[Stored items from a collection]
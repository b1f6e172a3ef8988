//! Mount points created in the rootfs for a run.
//!
//! Missing mount targets are created before the run with the epoch as
//! their timestamp, recorded so that commit leaves them out of the layer,
//! and removed again afterwards if nothing changed them. Parents whose
//! timestamps were restored are recorded too.

use std::path::{Path, PathBuf};

use a3s_build_core::error::{BuildError, Result};
use a3s_build_core::{IdMappings, IdPair};
use chrono::{DateTime, Utc};
use oci_spec::runtime::Mount;

use crate::copier::{
    self, clean_path, ConditionalRemoveOptions, ConditionalRemovePath, EnsureKind, EnsureOptions,
    EnsureParentPath, EnsurePath,
};
use crate::store::write_json_atomic;

/// Directory under the container directory listing created mount targets.
pub(crate) const EXCLUDES_DIR: &str = "commit-excludes";
/// Directory under the container directory listing preserved parents.
pub(crate) const PULLED_UP_DIR: &str = "commit-pulled-up";

/// Top-level directories every image is expected to have.
const EXEMPT: &[&str] = &["dev", "proc", "sys"];

fn epoch() -> DateTime<Utc> {
    DateTime::<Utc>::from_timestamp(0, 0).unwrap_or_default()
}

/// Targets created for one run.
#[derive(Debug, Default)]
pub(crate) struct MountTargets {
    pub created: Vec<ConditionalRemovePath>,
    pub pulled_up: Vec<EnsureParentPath>,
}

/// Create every mount destination missing from `rootfs` and record what
/// was created under `container_dir`.
pub(crate) fn create_mount_targets(
    rootfs: &Path,
    container_dir: &Path,
    mounts: &[Mount],
    id_mappings: &IdMappings,
) -> Result<MountTargets> {
    let then = epoch();
    let mut paths: Vec<EnsurePath> = Vec::new();
    for m in mounts {
        let destination = clean_path(&Path::new("/").join(m.destination()));
        if destination == Path::new("/") {
            continue;
        }
        let is_file = m.typ().as_deref() == Some("bind")
            && m
                .source()
                .as_ref()
                .and_then(|s| std::fs::metadata(s).ok())
                .map(|meta| !meta.is_dir())
                .unwrap_or(false);
        let top = destination
            .components()
            .nth(1)
            .map(|c| c.as_os_str().to_string_lossy().into_owned())
            .unwrap_or_default();
        let exempt = EXEMPT.contains(&top.as_str()) && destination.components().count() == 2;
        paths.push(EnsurePath {
            path: destination.display().to_string(),
            kind: if is_file { EnsureKind::File } else { EnsureKind::Dir },
            mod_time: if exempt { None } else { Some(then) },
            chmod: Some(if is_file { 0o644 } else { 0o755 }),
            chown: None,
        });
    }
    if paths.is_empty() {
        return Ok(MountTargets::default());
    }

    let options = EnsureOptions {
        id_mappings: id_mappings.clone(),
        paths,
    };
    let (created, pulled_up) = copier::ensure(rootfs, Path::new("/"), &options)?;
    let created: Vec<ConditionalRemovePath> = created
        .into_iter()
        .filter(|p| !EXEMPT.contains(&p.as_str()))
        .map(|p| ConditionalRemovePath {
            owner: Some(created_owner(rootfs, &p, id_mappings)),
            path: format!("/{}", p.trim_start_matches('/')),
            mod_time: Some(then),
            mode: None,
        })
        .collect();
    let pulled_up: Vec<EnsureParentPath> = pulled_up
        .into_iter()
        .map(|mut p| {
            p.path = format!("/{}", p.path.trim_start_matches('/'));
            p
        })
        .collect();

    let name = format!("{}.json", uuid::Uuid::new_v4().simple());
    if !created.is_empty() {
        write_json_atomic(&container_dir.join(EXCLUDES_DIR).join(&name), &created)?;
    }
    if !pulled_up.is_empty() {
        write_json_atomic(&container_dir.join(PULLED_UP_DIR).join(&name), &pulled_up)?;
    }
    tracing::debug!(
        created = created.len(),
        pulled_up = pulled_up.len(),
        "Created mount targets"
    );
    Ok(MountTargets { created, pulled_up })
}

/// Container-side owner of a freshly created target. Unprivileged runs
/// cannot hand items to root, so this is read back from disk.
fn created_owner(rootfs: &Path, rel: &str, id_mappings: &IdMappings) -> IdPair {
    use std::os::unix::fs::MetadataExt;
    match std::fs::symlink_metadata(rootfs.join(rel.trim_start_matches('/'))) {
        Ok(meta) => id_mappings
            .to_container(IdPair::new(meta.uid(), meta.gid()))
            .unwrap_or_default(),
        Err(_) => IdPair::default(),
    }
}

/// Remove the targets created for a run, if they are still as created.
pub(crate) fn remove_mount_targets(rootfs: &Path, targets: &MountTargets, id_mappings: &IdMappings) {
    if targets.created.is_empty() {
        return;
    }
    let options = ConditionalRemoveOptions {
        id_mappings: id_mappings.clone(),
        paths: targets.created.clone(),
    };
    match copier::conditional_remove(rootfs, Path::new("/"), &options) {
        Ok(removed) => tracing::debug!(removed = removed.len(), "Removed mount targets"),
        Err(e) => tracing::warn!(error = %e, "Failed to remove mount targets"),
    }
}

fn read_lists<T: serde::de::DeserializeOwned>(dir: &Path) -> Result<Vec<T>> {
    let entries = match std::fs::read_dir(dir) {
        Ok(entries) => entries,
        Err(e) if e.kind() == std::io::ErrorKind::NotFound => return Ok(Vec::new()),
        Err(e) => return Err(e.into()),
    };
    let mut files: Vec<PathBuf> = entries
        .filter_map(|e| e.ok().map(|e| e.path()))
        .filter(|p| p.extension().map(|x| x == "json").unwrap_or(false))
        .collect();
    files.sort();
    let mut out = Vec::new();
    for file in files {
        let data = std::fs::read(&file)?;
        let mut items: Vec<T> = serde_json::from_slice(&data).map_err(|e| {
            BuildError::SerializationError(format!("parsing {}: {}", file.display(), e))
        })?;
        out.append(&mut items);
    }
    Ok(out)
}

/// Everything recorded by earlier runs: created targets and preserved
/// parents.
pub(crate) fn read_exclusions(
    container_dir: &Path,
) -> Result<(Vec<ConditionalRemovePath>, Vec<EnsureParentPath>)> {
    Ok((
        read_lists(&container_dir.join(EXCLUDES_DIR))?,
        read_lists(&container_dir.join(PULLED_UP_DIR))?,
    ))
}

§ Work to be completed
With the first line of the records as the start and the line holding "are recorded too." as the end, please copy exactly those lines and no others.

§ Solution for this exercise
repository b1f6e172a3ef8988
//! Mount points created in the rootfs for a run.
//!
//! Missing mount targets are created before the run with the epoch as
//! their timestamp, recorded so that commit leaves them out of the layer,
//! and removed again afterwards if nothing changed them. Parents whose
//! timestamps were restored are recorded too.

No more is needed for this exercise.